Find the start index of substring 'pork' in the 'Item_name' column.

In [None]:
pork_startInd = CART['Item_name'].find('pork')
print("Type: ", type(pork_startInd))
CART.concat({'Pork_startInd': pork_startInd})

Check whether items are of grocery category.

In [None]:
is_grocery=CART['Item_type']=='grocery'
print("Type: ", type(is_grocery))
CART.concat({'Is_grocery': is_grocery})

Calculate the length of item names.

In [None]:
name_length=CART['Item_name'].len()
print("Type: ", type(name_length))
CART.concat({'Name_length': name_length})

Use a few other function to modify the Price column. 

In [None]:
print("Ceiling: ", CART['Price'].ceil())
print("Floor: ", CART['Price'].floor())
print("Exponential: ", CART['Price'].exp().round(3))
print("logarithm: ", CART['Price'].log().round(3))
print("Square Root: ", CART['Price'].sqrt().round(3))

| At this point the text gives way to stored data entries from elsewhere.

//! Simulated sensor variants.
//!
//! Each variant draws from a normal distribution around its own baseline and
//! occasionally emits a spike. Polls sleep for a random latency before producing
//! a value; all state changes happen after that sleep, so a poll cancelled by a
//! timeout leaves the sensor untouched.

use std::sync::{Arc, Mutex, PoisonError};
use std::time::{Duration, SystemTime, UNIX_EPOCH};

use async_trait::async_trait;
use rand::rngs::StdRng;
use rand::{Rng, SeedableRng};
use rand_distr::StandardNormal;

use crate::error::SensorError;
use crate::sensor::{Reading, Sensor, SensorConfig, SensorId, Unit};

/// Tagged sensor variants.
#[derive(Debug, Clone, Copy, PartialEq, Eq)]
pub enum SensorKind {
    Temperature,
    Pressure,
    Vibration,
}

impl SensorKind {
    pub fn type_name(&self) -> &'static str {
        match self {
            SensorKind::Temperature => "temperature",
            SensorKind::Pressure => "pressure",
            SensorKind::Vibration => "vibration",
        }
    }

    pub fn unit(&self) -> Unit {
        match self {
            SensorKind::Temperature => Unit::Celsius,
            SensorKind::Pressure => Unit::Kilopascal,
            SensorKind::Vibration => Unit::MillimetersPerSecond,
        }
    }

    /// (mean, std_dev) of normal operation.
    fn baseline(&self) -> (f64, f64) {
        match self {
            SensorKind::Temperature => (22.0, 1.5),
            SensorKind::Pressure => (101.3, 0.8),
            SensorKind::Vibration => (4.0, 1.0),
        }
    }

    /// Multiplier applied to the baseline mean for a spike.
    fn spike_factor(&self) -> f64 {
        match self {
            SensorKind::Temperature => 3.0,
            SensorKind::Pressure => 1.6,
            SensorKind::Vibration => 12.0,
        }
    }
}

struct SensorState {
    rng: StdRng,
    calibrated: bool,
    last_timestamp: u64,
}

pub struct SimulatedSensor {
    id: SensorId,
    kind: SensorKind,
    latency_ms: std::ops::Range<u64>,
    spike_probability: f64,
    state: Mutex<SensorState>,
}

impl SimulatedSensor {
    pub fn new(id: SensorId, kind: SensorKind, config: &SensorConfig) -> Self {
        let rng = match config.seed {
            Some(seed) => StdRng::seed_from_u64(seed),
            None => StdRng::from_os_rng(),
        };

        Self {
            id,
            kind,
            latency_ms: config.latency_ms.clone(),
            spike_probability: spike_probability(config.spike_probability),
            state: Mutex::new(SensorState {
                rng,
                calibrated: false,
                last_timestamp: 0,
            }),
        }
    }

    pub fn kind(&self) -> SensorKind {
        self.kind
    }

    fn latency(&self) -> Duration {
        if self.latency_ms.is_empty() {
            return Duration::from_millis(self.latency_ms.start);
        }
        let mut state = self.state.lock().unwrap_or_else(PoisonError::into_inner);
        Duration::from_millis(state.rng.random_range(self.latency_ms.clone()))
    }
}

/// Probability usable by `random_bool`; NaN means no spikes.
fn spike_probability(p: f64) -> f64 {
    if p.is_nan() { 0.0 } else { p.clamp(0.0, 1.0) }
}

// Constructors registered in the built-in catalog.

pub fn temperature(id: SensorId, config: &SensorConfig) -> Arc<dyn Sensor> {
    Arc::new(SimulatedSensor::new(id, SensorKind::Temperature, config))
}

pub fn pressure(id: SensorId, config: &SensorConfig) -> Arc<dyn Sensor> {
    Arc::new(SimulatedSensor::new(id, SensorKind::Pressure, config))
}

pub fn vibration(id: SensorId, config: &SensorConfig) -> Arc<dyn Sensor> {
    Arc::new(SimulatedSensor::new(id, SensorKind::Vibration, config))
}

fn now_ns() -> u64 {
    SystemTime::now()
        .duration_since(UNIX_EPOCH)
        .map(|d| d.as_nanos() as u64)
        .unwrap_or(0)
}

#[async_trait]
impl Sensor for SimulatedSensor {
    fn id(&self) -> &SensorId {
        &self.id
    }

    fn type_name(&self) -> &'static str {
        self.kind.type_name()
    }

    fn unit(&self) -> Unit {
        self.kind.unit()
    }

    fn calibrate(&self) {
        self.state
            .lock()
            .unwrap_or_else(PoisonError::into_inner)
            .calibrated = true;
    }

    fn is_calibrated(&self) -> bool {
        self.state
            .lock()
            .unwrap_or_else(PoisonError::into_inner)
            .calibrated
    }

    async fn next_reading(&self) -> Result<Reading, SensorError> {
        if !self.is_calibrated() {
            return Err(SensorError::NotCalibrated(self.id.clone()));
        }

        tokio::time::sleep(self.latency()).await;

        // No suspension points past here.
        let mut state = self.state.lock().unwrap_or_else(PoisonError::into_inner);
        let (mean, std_dev) = self.kind.baseline();
        let value = if state.rng.random_bool(self.spike_probability) {
            mean * self.kind.spike_factor()
        } else {
            let z: f64 = state.rng.sample(StandardNormal);
            mean + std_dev * z
        };
        let timestamp = now_ns().max(state.last_timestamp + 1);
        state.last_timestamp = timestamp;

        Ok(Reading {
            sensor_id: self.id.clone(),
            timestamp,
            value,
            unit: self.kind.unit(),
        })
    }
}
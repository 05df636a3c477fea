use anyhow::{Context, Result};
use serde_json::{json, Value};
use std::ffi::OsString;
use std::fs;
use std::panic::Location;
use std::path::{Path, PathBuf};
use std::process::Command;

/// Metadata recorded next to every artifact.
pub struct Payload {
    pub params: Value,
    pub tag: Option<String>,
    pub inputs: Vec<String>,
}

impl Payload {
    pub fn new(params: Value) -> Self {
        Self {
            params,
            tag: None,
            inputs: Vec::new(),
        }
    }

    pub fn tagged(mut self, tag: Option<&str>) -> Self {
        self.tag = tag.map(str::to_string);
        self
    }

    pub fn with_input<P: AsRef<Path>>(mut self, input: P) -> Self {
        self.inputs
            .push(input.as_ref().to_string_lossy().into_owned());
        self
    }
}

/// Write `<artifact>.provenance.json`: git commit, library version, callsite,
/// run tag, params, inputs and outputs.
///
/// `callsite` is the first caller outside a `#[track_caller]` chain, so
/// sidecars written through `artifacts::write_artifact` name the command
/// that produced the artifact, not the writer.
#[track_caller]
pub fn write_sidecar<P: AsRef<Path>>(artifact: P, payload: Payload) -> Result<PathBuf> {
    let artifact = artifact.as_ref();
    let provenance_path = provenance_path(artifact);
    if let Some(parent) = provenance_path.parent() {
        if !parent.as_os_str().is_empty() {
            fs::create_dir_all(parent)
                .with_context(|| format!("creating provenance dir {}", parent.display()))?;
        }
    }

    let callsite = Location::caller();
    let doc = json!({
        "code_rev": current_git_rev(),
        "stationgraph": stationgraph::VERSION,
        "callsite": {
            "file": callsite.file(),
            "line": callsite.line()
        },
        "tag": payload.tag,
        "params": payload.params,
        "inputs": payload.inputs,
        "outputs": [artifact.to_string_lossy()]
    });
    fs::write(&provenance_path, serde_json::to_vec_pretty(&doc)?)
        .with_context(|| format!("writing {}", provenance_path.display()))?;
    Ok(provenance_path)
}

fn provenance_path(artifact: &Path) -> PathBuf {
    let stem = artifact
        .file_stem()
        .map(|s| s.to_os_string())
        .unwrap_or_else(|| OsString::from("artifact"));
    let mut name = stem;
    name.push(".provenance.json");
    artifact.with_file_name(name)
}

pub fn current_git_rev() -> String {
    if let Some(from_env) = option_env!("GIT_COMMIT") {
        if !from_env.is_empty() {
            return from_env.to_string();
        }
    }
    if let Ok(env_override) = std::env::var("GIT_COMMIT") {
        if !env_override.is_empty() {
            return env_override;
        }
    }
    Command::new("git")
        .args(["rev-parse", "HEAD"])
        .output()
        .ok()
        .filter(|output| output.status.success())
        .and_then(|output| String::from_utf8(output.stdout).ok())
        .map(|s| s.trim().to_string())
        .unwrap_or_else(|| "unknown".to_string())
}

#[cfg(test)]
mod tests {
    use super::*;
    use std::fs;
    use tempfile::tempdir;

    #[test]
    fn provenance_path_replaces_extension() {
        let base = Path::new("/tmp/run/voronoi.json");
        assert_eq!(
            provenance_path(base),
            Path::new("/tmp/run/voronoi.provenance.json")
        );
        assert_eq!(
            provenance_path(Path::new("/tmp/run/")),
            Path::new("/tmp/run.provenance.json")
        );
    }

    #[test]
    fn sidecar_records_tag_inputs_and_outputs() {
        let dir = tempdir().unwrap();
        let artifact = dir.path().join("adjacency.json");
        fs::write(&artifact, "{}").unwrap();
        let payload = Payload::new(json!({"alpha": 0.5}))
            .tagged(Some("velib-2024-03"))
            .with_input("stations.json");
        let prov_path = write_sidecar(&artifact, payload).unwrap();
        assert_eq!(prov_path, dir.path().join("adjacency.provenance.json"));
        let parsed: Value = serde_json::from_slice(&fs::read(prov_path).unwrap()).unwrap();
        assert_eq!(parsed["outputs"][0], artifact.to_string_lossy().as_ref());
        assert_eq!(parsed["tag"], "velib-2024-03");
        assert_eq!(parsed["inputs"][0], "stations.json");
        assert_eq!(parsed["params"]["alpha"], 0.5);
        assert!(parsed["callsite"]["file"]
            .as_str()
            .unwrap()
            .ends_with("provenance.rs"));
    }
}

Next, using a modified version of the _iris_ data set, explore ***sort_values*** and ***tail*** functions. 

We modify the dataset by replacing a few entries with NaNs to test how the _na_position_ parameter works in the ***sort_values*** method.

In [None]:
from sklearn.datasets import load_iris
import pandas as pd

iris = load_iris()

x = pd.DataFrame(iris.data, columns = ['Sepal_Length', 'Sepal_Width',
                                       'Petal_Length', 'Petal_Width'])
y = pd.DataFrame(list(map(lambda x: {0: 'setosa', 1: 'versicolor',
                                     2:'virginica'}[x], iris.target)), 
                 columns = ['Species'])
                   
x['Sepal_Width'].replace({3.5: None}, inplace=True)
x['Petal_Length'].replace({1.5: None}, inplace=True)
x['Petal_Width'].replace({2.3: None}, inplace=True)

iris_df = pd.concat([x, y], axis=1)
IRIS2 = oml.push(iris_df)

Sort the data set first by Sepal_Length then by Sepal_Width in descending order and display the first 5 rows of the sorted result.

In [None]:
IRIS2.sort_values(by = ['Sepal_Length', 'Sepal_Width'],
                  ascending=False).head()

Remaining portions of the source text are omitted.